ノアの子孫はこの塔を造ったとありますが、なぜこんな塔を造ったのか、一切書いてありません。

「さあ、町をつくり、天に届く塔を建て、名を揚げよう。我々が、全地に散らばせられないように。」

大洪水があって、ノアの家族が様々な動物のオスとメスを方舟に乗せて、あの家族だけがさまよい出たわけで、その子孫が作ったとうのだから、これはきっと洪水に対する避難タワーではないでしょうか。

こういう中で、なぜ日本語は分裂しなかったのか?

ヨーロッパと同じように3500kmもある日本列島で真ん中に脊梁(せきりょう)山脈があり、各地が分断されている国にも関わらず、通訳なしに会話できるのか?

これが実は日本近代化の大きな手掛かりの一つです。

まず、日本人は情報を共有していました。
文字の共有をしていました。

日本は、情報が蜘蛛の巣のように張り巡らされていた国でした。
広重の「東海道五十三次」の浮世絵などを見れば良くわかりますが、
大きな船が日本列島中を行き来し、多くの船が帆を下ろして休んでいます。
大きな船が港に着くと、小舟で川の中を小運搬(こうんぱん)しています。
そういう姿が描かれています。
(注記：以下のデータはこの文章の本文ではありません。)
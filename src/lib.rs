//! # icms-st
//!
//! ICMS-ST (substituição tributária) engine for NF-e line items: resolves
//! the MVA that applies to each product, computes the ST base and the tax
//! owed, and summarizes a document.
//!
//! All monetary values and percentages use [`rust_decimal::Decimal`], never
//! floating point. Document parsing, presentation and persistence are left
//! to the caller.
//!
//! ## Quick Start
//!
//! ```rust
//! use icms_st::*;
//! use rust_decimal_macros::dec;
//!
//! let mut invoice = InvoiceBuilder::new("4512")
//!     .emitter(Party::new("Distribuidora Sul Ltda", "12345678000190", "SP"))
//!     .recipient(Party::new("Mercado Central", "98765432000110", "PE"))
//!     .add_product(
//!         ProductBuilder::new("Óleo de girassol 900ml", "12074090")
//!             .cfop("6102")
//!             .gross_value(dec!(100))
//!             .declared_icms(dec!(12), dec!(12))
//!             .build(),
//!     )
//!     .add_product(
//!         ProductBuilder::new("Macarrão espaguete", "19021100")
//!             .cfop("6102")
//!             .gross_value(dec!(50))
//!             .declared_icms(dec!(12), dec!(6))
//!             .origin(ProductOrigin::Signataria)
//!             .build(),
//!     )
//!     .build()
//!     .unwrap();
//!
//! invoice.calculate().unwrap();
//! let totals = invoice.st_totals();
//! assert_eq!(totals.tax_by_mva[&dec!(60.5)], dec!(20.9025));
//! assert_eq!(totals.tax_by_mva[&dec!(35)], dec!(7.8375));
//! ```
//!
//! ## Modules
//!
//! | Module | Description |
//! |--------|-------------|
//! | [`core`] | Product and document types, builders, errors, origin checks |
//! | [`segment`] | Market segment by CEST prefix |
//! | [`mva`] | MVA tables and rule resolution |
//! | [`st`] | ST base/tax calculation, settings, totals |
//!
//! ## Feature Flags
//!
//! | Feature | Description |
//! |---------|-------------|
//! | `parallel` | Batch calculation on rayon |
//! | `all` | Everything |

pub mod core;
pub mod mva;
pub mod segment;
pub mod st;

// Re-export core types at crate root for convenience
pub use crate::core::*;
//! Food products whose MVA depends on the declared origin of the goods
//! (Decreto 27.987/2005, Art. 7) rather than on the declared rate.

use rust_decimal::Decimal;
use rust_decimal_macros::dec;

use crate::core::ProductOrigin;

/// NCMs subject to the origin-based MVA. Sorted for binary search.
static SPECIAL_NCMS: &[&str] = &[
    "19021100", "19021900", "19023000", "19052010", "19053100", "19059010", "19059020", "19059090",
];

/// Whether `ncm` belongs to the origin-based food set.
///
/// Products with such an NCM need a declared origin before batch calculation.
pub fn is_special_ncm(ncm: &str) -> bool {
    SPECIAL_NCMS.binary_search(&ncm).is_ok()
}

/// MVA for a food product of the given origin.
pub fn origin_mva(origin: ProductOrigin) -> Decimal {
    match origin {
        ProductOrigin::Signataria => dec!(35),
        ProductOrigin::NaoSignatariaSulSudeste => dec!(45),
        ProductOrigin::NaoSignatariaOutros => dec!(30),
        ProductOrigin::Exterior => dec!(35),
    }
}

#[cfg(test)]
mod tests {
    use super::*;

    #[test]
    fn special_set_membership() {
        for ncm in SPECIAL_NCMS {
            assert!(is_special_ncm(ncm));
        }
        assert!(!is_special_ncm("19053200"));
        assert!(!is_special_ncm("1902110"));
        assert!(!is_special_ncm(""));
    }

    #[test]
    fn set_is_sorted() {
        for window in SPECIAL_NCMS.windows(2) {
            assert!(window[0] < window[1]);
        }
        assert_eq!(SPECIAL_NCMS.len(), 8);
    }

    #[test]
    fn origin_values() {
        assert_eq!(origin_mva(ProductOrigin::Signataria), dec!(35));
        assert_eq!(origin_mva(ProductOrigin::NaoSignatariaSulSudeste), dec!(45));
        assert_eq!(origin_mva(ProductOrigin::NaoSignatariaOutros), dec!(30));
        assert_eq!(origin_mva(ProductOrigin::Exterior), dec!(35));
    }
}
これがドンドン上流に向かっていくわけです。
日本中が、この船のネットワークで結ばれていました。
この情報の蜘蛛の巣の上に、日本人はいました。こんな国は他にありません。
しかも海だけでなく、川の奥深くまで港を作り、山の奥まで引き船があったという事です。

江戸へ行くときには、米や果物や木材などを運びましたが、こんな山奥まで何を運んだのか?

それは情報です。情報を運びました。

江戸に品物を届けて空船になった船の中には瓦版(かわらばん)や浮世絵、人形など、江戸の貴重なものが満載されていました。

当時の日本中の人達が、瓦版を読んで楽しんでいました。「赤穂浪士が討ち入りした」など、1週間後には、日本中の人達が知っていたと言われています。

まさに情報の固まりが、日本列島の津々浦々、海の港から山の奥までたどり着いていたわけです。

つまり、江戸時代の265年間、日本中の人達は、江戸から発信された文字や情報を共有していたわけです。

このように日本人が同じ文字を読み、同じ文字を語る。同じ言語を使っていたからこそ、強い日本が生まれ、近代化への原動力となったわけです。